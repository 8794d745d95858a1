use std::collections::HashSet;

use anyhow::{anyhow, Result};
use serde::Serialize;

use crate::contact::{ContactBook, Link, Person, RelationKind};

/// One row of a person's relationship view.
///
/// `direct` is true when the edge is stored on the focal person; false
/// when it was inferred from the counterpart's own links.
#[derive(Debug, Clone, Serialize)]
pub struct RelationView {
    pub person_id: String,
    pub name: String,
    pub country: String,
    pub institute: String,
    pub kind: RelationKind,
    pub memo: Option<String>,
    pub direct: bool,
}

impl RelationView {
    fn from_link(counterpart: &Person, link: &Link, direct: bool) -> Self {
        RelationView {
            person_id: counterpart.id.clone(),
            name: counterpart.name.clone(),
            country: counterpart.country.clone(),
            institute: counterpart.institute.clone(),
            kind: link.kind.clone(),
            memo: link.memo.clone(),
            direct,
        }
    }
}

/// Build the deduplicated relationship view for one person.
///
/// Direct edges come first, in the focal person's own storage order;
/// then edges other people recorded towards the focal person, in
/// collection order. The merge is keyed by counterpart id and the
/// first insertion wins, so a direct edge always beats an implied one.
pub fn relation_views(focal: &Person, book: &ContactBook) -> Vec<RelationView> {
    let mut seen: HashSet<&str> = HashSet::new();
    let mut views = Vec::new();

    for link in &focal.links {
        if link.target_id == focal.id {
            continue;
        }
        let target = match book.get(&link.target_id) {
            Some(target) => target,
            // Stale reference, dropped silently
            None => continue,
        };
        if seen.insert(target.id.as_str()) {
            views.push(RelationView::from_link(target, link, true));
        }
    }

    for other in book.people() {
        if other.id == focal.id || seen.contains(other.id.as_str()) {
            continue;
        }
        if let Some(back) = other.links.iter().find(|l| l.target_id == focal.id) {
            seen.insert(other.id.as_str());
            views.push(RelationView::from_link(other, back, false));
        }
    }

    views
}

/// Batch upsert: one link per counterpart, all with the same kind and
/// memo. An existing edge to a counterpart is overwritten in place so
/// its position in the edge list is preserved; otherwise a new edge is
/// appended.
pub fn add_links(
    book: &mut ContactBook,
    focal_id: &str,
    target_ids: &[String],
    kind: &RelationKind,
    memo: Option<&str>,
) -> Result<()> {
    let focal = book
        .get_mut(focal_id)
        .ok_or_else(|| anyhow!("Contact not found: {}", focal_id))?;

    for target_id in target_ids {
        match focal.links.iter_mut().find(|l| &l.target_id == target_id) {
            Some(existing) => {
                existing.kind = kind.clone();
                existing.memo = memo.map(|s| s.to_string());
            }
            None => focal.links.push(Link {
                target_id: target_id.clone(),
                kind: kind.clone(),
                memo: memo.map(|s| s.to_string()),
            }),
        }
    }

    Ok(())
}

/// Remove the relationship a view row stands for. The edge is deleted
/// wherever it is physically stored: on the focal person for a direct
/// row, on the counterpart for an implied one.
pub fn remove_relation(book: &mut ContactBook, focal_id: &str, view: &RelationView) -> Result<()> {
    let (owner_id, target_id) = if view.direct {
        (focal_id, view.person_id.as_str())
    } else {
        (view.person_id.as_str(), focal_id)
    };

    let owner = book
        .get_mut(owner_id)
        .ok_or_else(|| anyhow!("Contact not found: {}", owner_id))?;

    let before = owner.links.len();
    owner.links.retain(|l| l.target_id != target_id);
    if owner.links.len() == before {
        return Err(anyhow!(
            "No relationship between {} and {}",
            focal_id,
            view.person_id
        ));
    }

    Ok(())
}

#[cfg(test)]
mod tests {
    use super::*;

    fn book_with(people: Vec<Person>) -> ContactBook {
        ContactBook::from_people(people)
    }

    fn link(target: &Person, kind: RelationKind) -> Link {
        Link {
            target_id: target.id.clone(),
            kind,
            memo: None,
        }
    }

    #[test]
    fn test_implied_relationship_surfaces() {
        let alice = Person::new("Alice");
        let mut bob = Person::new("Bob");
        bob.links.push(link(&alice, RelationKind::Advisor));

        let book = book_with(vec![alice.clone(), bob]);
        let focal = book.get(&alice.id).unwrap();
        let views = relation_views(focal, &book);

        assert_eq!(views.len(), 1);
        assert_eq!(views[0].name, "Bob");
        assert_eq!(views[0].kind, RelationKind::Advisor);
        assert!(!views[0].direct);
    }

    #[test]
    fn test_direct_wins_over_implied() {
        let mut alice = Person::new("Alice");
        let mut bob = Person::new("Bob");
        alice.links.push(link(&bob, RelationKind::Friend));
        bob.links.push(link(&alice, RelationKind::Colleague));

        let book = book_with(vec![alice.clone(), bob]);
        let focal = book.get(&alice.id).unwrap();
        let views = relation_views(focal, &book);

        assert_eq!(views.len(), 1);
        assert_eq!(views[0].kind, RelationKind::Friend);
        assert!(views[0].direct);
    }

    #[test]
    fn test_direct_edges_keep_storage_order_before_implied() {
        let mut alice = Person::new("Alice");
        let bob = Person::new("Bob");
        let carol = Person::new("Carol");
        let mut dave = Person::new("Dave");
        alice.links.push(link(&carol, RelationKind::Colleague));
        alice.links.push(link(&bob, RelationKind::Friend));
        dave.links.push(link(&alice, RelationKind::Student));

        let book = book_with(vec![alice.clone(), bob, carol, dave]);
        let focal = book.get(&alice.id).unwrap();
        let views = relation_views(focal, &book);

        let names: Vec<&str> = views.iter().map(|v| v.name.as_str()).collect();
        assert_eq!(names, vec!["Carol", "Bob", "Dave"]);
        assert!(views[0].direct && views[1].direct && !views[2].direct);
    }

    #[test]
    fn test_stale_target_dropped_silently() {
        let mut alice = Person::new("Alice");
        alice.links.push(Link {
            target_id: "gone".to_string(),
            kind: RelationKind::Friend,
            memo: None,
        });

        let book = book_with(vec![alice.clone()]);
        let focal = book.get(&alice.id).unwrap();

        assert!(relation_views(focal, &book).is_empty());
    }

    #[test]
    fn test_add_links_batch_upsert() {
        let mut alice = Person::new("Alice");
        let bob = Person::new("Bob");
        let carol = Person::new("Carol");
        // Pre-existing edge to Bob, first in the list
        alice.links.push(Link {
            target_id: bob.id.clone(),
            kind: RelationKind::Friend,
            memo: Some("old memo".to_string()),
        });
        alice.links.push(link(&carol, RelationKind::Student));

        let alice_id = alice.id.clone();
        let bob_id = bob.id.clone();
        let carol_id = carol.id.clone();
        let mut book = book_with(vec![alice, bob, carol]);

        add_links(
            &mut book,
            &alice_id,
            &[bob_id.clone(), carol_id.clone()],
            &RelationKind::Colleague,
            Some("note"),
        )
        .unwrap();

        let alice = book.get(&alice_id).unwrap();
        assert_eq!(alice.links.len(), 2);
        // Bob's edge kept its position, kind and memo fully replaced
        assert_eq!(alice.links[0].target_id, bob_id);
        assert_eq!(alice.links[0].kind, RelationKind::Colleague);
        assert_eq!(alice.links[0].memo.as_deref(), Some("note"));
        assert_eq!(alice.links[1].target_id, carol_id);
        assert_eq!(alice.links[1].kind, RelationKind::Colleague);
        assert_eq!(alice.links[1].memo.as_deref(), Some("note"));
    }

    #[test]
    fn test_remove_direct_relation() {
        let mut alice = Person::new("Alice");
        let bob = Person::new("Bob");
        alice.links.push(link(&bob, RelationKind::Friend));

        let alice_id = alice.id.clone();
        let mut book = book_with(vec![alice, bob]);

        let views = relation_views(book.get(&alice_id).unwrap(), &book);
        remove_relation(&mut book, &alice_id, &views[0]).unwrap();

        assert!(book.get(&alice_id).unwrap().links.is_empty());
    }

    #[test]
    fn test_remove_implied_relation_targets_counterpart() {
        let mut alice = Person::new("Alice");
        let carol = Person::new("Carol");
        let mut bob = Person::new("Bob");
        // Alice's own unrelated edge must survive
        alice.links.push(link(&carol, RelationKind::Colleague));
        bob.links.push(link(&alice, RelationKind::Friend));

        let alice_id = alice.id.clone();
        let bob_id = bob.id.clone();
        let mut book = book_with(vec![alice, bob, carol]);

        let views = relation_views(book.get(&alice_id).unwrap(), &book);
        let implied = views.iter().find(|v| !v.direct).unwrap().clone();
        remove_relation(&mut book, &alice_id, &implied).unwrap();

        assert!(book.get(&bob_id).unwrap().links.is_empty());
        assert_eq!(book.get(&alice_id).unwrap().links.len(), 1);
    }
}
• • •
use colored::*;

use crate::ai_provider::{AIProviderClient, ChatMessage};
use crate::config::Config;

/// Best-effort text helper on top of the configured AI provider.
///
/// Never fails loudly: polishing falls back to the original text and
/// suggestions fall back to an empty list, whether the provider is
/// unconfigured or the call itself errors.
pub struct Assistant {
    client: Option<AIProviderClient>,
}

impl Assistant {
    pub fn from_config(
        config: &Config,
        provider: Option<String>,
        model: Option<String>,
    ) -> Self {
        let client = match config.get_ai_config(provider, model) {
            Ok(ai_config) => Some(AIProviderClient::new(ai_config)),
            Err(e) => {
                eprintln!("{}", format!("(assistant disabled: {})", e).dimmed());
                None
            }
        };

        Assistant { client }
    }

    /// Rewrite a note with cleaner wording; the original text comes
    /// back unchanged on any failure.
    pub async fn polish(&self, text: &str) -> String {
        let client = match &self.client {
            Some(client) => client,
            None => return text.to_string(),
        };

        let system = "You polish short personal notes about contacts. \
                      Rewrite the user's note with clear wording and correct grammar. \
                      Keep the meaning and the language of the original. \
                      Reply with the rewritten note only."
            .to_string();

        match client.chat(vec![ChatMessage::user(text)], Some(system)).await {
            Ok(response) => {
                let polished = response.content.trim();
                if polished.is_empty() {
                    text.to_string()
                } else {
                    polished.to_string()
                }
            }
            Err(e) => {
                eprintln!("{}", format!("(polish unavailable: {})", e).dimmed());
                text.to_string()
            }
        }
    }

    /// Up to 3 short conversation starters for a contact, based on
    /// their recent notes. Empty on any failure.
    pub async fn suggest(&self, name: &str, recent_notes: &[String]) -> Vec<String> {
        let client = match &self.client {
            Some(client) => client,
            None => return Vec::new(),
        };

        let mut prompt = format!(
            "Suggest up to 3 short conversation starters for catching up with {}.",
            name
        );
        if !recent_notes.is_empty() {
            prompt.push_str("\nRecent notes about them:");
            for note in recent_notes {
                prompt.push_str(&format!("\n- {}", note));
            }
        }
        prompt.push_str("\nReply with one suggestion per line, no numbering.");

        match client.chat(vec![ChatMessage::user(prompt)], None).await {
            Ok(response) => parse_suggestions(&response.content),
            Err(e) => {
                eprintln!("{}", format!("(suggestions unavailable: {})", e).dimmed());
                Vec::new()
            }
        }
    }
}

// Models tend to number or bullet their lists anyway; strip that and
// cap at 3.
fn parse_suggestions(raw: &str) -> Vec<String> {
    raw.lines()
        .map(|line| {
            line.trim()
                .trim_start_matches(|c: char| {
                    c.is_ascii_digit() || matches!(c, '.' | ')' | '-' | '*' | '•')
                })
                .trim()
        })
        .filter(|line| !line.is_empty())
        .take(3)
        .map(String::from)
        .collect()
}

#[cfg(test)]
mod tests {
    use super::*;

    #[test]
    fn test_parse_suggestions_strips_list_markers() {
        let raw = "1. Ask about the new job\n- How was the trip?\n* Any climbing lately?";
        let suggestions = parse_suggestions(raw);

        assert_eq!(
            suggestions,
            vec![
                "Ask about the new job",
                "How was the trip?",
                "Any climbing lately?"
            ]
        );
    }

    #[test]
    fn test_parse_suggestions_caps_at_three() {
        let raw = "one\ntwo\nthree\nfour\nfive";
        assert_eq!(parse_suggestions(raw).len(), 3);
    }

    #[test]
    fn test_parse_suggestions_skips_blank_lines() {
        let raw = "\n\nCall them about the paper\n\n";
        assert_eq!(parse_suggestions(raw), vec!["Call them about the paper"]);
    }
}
• • •
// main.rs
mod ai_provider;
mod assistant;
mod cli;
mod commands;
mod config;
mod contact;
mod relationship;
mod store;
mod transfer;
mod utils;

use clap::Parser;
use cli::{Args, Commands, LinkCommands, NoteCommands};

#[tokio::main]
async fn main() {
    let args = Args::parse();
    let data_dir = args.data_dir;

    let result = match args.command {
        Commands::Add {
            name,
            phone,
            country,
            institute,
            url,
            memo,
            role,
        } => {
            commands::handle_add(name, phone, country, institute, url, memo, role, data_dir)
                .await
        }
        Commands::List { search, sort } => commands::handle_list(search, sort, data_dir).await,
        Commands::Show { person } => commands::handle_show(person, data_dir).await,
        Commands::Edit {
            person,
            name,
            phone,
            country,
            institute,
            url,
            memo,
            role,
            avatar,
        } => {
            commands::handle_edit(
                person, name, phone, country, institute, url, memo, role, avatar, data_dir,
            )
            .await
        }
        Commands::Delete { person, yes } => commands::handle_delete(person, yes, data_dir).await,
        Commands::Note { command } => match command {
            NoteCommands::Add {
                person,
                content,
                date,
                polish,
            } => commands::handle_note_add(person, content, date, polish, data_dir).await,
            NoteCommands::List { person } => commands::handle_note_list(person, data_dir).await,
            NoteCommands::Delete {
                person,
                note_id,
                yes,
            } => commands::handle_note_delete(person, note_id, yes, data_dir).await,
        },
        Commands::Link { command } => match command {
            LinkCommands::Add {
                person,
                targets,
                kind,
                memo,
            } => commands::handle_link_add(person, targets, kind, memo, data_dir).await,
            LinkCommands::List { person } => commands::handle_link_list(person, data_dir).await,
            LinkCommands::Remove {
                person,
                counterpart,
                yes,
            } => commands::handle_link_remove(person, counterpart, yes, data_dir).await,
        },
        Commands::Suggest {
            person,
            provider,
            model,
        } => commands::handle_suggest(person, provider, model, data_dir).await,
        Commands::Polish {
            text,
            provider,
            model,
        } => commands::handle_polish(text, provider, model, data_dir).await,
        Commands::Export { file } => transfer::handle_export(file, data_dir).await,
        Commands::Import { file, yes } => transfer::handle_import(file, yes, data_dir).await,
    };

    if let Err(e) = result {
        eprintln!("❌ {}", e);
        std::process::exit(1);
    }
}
• • •
■ Instructions for the task
Of the lines above, extract only those from the line with "repository 8794d745d95858a1" to the line with "focal person; false", both included, exactly as written.

■ Response to this exercise
repository 8794d745d95858a1
use std::collections::HashSet;

use anyhow::{anyhow, Result};
use serde::Serialize;

use crate::contact::{ContactBook, Link, Person, RelationKind};

/// One row of a person's relationship view.
///
/// `direct` is true when the edge is stored on the focal person; false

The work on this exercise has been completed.